## WHAT THE EXERCISE ASKS
After locating "state.health.mark_failure(&url, &e.to_string());" in the listing below, copy that line and each one after it exactly, ending with the line that has "fn rpc_result(id: Value, result: Value)".

>>

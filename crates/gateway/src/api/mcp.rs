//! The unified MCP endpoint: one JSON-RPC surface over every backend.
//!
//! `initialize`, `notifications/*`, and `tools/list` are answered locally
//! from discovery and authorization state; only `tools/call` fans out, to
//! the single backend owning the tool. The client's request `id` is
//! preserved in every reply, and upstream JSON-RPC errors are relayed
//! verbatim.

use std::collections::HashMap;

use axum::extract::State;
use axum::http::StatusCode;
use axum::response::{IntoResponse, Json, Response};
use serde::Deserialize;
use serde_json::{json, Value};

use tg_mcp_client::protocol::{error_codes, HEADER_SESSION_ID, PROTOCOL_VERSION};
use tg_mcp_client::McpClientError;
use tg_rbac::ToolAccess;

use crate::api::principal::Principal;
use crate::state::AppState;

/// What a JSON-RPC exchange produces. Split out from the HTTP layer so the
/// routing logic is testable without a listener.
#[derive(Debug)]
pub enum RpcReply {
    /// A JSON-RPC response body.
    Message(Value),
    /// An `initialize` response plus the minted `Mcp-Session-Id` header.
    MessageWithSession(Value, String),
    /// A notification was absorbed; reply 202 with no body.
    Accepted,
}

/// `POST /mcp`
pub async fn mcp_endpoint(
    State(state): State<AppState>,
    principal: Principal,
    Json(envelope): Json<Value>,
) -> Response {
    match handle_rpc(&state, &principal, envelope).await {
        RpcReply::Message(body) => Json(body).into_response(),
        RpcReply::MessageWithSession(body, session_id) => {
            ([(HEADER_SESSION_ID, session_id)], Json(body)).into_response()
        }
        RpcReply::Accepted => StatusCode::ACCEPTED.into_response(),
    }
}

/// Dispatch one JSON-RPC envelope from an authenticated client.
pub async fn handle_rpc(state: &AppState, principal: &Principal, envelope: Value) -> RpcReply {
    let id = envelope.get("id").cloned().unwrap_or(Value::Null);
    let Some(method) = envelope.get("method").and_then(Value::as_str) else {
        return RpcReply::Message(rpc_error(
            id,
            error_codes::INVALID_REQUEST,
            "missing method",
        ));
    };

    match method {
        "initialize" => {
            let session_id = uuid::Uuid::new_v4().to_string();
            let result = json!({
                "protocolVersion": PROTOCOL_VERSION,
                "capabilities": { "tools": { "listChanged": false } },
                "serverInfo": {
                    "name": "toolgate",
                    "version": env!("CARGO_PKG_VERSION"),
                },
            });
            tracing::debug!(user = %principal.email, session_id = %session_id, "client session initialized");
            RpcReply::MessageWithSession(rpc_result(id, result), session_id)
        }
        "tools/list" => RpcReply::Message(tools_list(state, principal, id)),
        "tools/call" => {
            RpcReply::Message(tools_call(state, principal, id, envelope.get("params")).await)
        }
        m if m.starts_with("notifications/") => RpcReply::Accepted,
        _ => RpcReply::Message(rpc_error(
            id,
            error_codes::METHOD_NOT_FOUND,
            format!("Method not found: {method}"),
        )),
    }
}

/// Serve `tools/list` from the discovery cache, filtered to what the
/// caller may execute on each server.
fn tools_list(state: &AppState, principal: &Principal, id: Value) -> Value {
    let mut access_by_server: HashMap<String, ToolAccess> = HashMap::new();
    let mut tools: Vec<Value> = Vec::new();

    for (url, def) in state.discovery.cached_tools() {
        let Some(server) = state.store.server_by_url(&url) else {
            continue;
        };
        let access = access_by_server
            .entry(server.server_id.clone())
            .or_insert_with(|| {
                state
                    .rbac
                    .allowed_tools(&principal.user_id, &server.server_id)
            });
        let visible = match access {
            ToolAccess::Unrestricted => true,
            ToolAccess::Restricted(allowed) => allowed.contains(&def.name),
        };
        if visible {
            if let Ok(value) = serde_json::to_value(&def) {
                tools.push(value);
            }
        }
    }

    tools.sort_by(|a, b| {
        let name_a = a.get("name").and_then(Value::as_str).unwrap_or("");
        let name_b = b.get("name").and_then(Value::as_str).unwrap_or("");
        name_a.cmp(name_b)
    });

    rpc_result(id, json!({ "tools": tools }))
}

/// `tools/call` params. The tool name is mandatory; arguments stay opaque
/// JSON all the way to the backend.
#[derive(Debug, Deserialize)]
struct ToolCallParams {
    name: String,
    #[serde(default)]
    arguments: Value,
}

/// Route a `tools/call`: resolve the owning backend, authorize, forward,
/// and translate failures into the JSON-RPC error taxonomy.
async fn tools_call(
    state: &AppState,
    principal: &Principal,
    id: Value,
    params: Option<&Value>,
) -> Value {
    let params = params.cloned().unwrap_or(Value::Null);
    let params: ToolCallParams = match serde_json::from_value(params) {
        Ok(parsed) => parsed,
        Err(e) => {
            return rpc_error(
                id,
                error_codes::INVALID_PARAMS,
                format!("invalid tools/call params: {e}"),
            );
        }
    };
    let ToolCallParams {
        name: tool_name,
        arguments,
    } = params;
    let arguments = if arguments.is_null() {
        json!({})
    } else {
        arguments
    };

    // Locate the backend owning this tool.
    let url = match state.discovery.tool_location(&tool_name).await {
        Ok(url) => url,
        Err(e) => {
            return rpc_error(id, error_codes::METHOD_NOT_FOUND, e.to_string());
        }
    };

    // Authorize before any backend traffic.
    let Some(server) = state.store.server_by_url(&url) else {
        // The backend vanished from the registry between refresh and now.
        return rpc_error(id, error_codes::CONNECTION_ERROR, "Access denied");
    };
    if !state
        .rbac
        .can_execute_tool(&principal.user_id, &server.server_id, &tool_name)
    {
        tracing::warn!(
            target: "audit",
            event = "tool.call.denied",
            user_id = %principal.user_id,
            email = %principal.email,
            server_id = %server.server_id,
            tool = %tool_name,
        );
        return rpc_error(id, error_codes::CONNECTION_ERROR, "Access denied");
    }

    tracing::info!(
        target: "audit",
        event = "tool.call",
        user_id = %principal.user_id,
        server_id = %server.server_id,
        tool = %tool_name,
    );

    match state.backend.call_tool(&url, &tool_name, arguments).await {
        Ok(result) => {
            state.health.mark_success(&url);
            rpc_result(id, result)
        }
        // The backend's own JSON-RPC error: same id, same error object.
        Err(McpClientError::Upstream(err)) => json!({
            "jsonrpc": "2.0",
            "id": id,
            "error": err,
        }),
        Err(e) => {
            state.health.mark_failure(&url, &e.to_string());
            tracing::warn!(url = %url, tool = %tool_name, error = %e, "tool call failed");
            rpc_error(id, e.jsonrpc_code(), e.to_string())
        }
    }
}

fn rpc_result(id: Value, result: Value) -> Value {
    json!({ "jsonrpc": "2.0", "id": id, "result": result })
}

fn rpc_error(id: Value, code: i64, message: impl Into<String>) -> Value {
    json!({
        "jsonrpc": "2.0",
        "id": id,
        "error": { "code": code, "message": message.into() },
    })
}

<<
>>

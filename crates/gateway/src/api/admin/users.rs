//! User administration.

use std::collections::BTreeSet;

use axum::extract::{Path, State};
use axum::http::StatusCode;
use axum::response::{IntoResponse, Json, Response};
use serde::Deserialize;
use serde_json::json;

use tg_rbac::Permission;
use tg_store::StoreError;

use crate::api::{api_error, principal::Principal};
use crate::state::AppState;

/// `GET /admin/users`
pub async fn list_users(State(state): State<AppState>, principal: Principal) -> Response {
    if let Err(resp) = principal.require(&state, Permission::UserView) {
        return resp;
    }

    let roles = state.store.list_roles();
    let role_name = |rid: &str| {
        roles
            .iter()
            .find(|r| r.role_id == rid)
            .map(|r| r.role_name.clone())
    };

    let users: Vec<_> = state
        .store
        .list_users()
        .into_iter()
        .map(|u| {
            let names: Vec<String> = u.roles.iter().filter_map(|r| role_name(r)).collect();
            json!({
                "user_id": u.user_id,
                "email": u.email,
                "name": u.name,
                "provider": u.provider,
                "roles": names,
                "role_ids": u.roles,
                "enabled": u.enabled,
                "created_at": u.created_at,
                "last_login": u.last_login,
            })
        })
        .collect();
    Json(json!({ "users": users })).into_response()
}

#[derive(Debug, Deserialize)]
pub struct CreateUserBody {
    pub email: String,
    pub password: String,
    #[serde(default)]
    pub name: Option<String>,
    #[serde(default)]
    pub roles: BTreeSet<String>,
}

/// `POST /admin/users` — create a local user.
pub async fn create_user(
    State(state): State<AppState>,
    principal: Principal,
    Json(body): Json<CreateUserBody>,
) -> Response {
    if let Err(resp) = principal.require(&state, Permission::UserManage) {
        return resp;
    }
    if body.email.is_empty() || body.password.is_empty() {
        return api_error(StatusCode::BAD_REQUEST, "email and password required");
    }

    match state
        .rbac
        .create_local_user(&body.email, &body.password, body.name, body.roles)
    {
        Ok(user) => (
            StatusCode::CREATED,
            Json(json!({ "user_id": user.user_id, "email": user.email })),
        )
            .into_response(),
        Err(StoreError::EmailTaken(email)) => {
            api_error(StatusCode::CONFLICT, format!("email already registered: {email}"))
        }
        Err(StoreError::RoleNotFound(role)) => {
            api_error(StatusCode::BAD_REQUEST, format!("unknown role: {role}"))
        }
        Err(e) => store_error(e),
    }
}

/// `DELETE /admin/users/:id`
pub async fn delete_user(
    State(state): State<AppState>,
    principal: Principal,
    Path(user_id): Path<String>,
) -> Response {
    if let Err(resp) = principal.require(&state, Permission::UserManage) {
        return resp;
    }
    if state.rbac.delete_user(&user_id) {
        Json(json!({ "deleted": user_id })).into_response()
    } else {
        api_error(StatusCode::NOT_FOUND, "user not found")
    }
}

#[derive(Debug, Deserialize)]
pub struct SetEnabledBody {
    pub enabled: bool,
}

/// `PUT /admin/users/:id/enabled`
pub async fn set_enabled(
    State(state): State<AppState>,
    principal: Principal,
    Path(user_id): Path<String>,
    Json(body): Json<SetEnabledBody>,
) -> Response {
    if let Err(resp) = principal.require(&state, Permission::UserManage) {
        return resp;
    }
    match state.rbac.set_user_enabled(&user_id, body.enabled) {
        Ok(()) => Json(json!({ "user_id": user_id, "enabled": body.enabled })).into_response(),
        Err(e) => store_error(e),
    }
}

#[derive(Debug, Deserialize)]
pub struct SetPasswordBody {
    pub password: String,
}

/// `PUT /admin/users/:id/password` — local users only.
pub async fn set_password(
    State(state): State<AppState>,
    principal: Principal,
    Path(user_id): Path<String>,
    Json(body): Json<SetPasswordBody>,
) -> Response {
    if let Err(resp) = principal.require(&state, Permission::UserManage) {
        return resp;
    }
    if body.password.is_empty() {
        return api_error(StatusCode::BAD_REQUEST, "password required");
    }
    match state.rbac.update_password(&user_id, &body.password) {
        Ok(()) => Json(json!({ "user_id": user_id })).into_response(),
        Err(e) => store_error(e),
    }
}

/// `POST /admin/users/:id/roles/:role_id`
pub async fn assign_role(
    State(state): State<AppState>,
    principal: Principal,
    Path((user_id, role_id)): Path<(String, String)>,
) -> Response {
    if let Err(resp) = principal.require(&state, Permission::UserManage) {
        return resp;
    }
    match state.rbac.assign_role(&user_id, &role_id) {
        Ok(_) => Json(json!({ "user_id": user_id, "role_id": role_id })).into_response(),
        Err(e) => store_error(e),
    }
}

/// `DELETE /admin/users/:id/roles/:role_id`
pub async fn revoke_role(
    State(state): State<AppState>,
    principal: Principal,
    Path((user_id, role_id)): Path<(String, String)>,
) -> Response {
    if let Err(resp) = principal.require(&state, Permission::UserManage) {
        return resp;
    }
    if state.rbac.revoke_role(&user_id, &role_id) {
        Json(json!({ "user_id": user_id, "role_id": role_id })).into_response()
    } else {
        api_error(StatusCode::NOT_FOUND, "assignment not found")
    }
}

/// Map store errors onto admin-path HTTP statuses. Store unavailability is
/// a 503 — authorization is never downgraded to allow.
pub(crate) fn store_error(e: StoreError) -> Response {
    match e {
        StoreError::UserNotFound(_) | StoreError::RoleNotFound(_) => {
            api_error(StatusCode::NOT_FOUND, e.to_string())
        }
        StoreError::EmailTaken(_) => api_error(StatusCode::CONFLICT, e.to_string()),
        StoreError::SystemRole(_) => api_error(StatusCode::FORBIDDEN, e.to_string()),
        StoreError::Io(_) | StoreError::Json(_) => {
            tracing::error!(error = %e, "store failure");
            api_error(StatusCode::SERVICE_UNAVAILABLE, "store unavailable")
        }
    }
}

<<
>>

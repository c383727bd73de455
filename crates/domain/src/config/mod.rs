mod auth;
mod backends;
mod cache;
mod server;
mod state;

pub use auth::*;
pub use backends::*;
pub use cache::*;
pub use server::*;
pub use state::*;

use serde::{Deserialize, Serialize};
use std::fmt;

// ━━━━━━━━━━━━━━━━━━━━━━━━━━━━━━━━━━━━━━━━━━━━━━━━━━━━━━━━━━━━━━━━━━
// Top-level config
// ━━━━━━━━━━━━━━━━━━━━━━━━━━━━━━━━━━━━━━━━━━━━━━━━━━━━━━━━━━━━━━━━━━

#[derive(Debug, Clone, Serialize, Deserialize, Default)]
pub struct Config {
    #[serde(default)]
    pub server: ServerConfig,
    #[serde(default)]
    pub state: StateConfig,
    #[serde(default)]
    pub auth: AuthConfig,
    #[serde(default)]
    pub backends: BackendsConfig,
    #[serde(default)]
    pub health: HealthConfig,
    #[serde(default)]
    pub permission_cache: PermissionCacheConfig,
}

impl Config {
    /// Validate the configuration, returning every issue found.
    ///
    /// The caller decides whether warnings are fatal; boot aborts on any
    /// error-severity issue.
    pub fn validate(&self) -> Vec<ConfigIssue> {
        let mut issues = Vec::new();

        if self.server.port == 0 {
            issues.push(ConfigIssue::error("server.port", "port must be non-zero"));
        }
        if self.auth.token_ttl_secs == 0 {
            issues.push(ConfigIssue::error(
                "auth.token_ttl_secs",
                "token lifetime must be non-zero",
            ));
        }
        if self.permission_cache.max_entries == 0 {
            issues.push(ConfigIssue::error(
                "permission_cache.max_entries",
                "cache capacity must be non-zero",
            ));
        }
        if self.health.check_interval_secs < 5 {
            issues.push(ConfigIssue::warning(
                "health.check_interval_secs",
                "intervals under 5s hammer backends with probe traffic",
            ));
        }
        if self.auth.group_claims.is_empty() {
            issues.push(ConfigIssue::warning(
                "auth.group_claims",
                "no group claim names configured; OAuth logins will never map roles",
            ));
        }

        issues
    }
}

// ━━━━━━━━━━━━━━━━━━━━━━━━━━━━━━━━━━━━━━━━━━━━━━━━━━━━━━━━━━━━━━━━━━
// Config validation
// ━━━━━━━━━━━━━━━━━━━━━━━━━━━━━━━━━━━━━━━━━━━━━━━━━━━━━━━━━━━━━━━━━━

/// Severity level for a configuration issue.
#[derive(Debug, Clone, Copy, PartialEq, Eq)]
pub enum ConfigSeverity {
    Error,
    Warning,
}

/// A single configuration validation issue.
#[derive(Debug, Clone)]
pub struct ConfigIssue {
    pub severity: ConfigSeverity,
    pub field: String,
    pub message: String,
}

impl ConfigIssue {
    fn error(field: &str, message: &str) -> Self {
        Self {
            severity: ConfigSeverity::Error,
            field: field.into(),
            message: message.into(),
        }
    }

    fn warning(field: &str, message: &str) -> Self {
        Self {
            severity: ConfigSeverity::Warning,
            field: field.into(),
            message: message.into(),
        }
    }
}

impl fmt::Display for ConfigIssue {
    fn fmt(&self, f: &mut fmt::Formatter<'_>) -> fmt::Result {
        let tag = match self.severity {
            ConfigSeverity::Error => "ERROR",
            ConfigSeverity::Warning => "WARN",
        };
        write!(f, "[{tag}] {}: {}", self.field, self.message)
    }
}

<<

## ANSWER TO THIS TASK
            state.health.mark_failure(&url, &e.to_string());
            tracing::warn!(url = %url, tool = %tool_name, error = %e, "tool call failed");
            rpc_error(id, e.jsonrpc_code(), e.to_string())
        }
    }
}

fn rpc_result(id: Value, result: Value) -> Value {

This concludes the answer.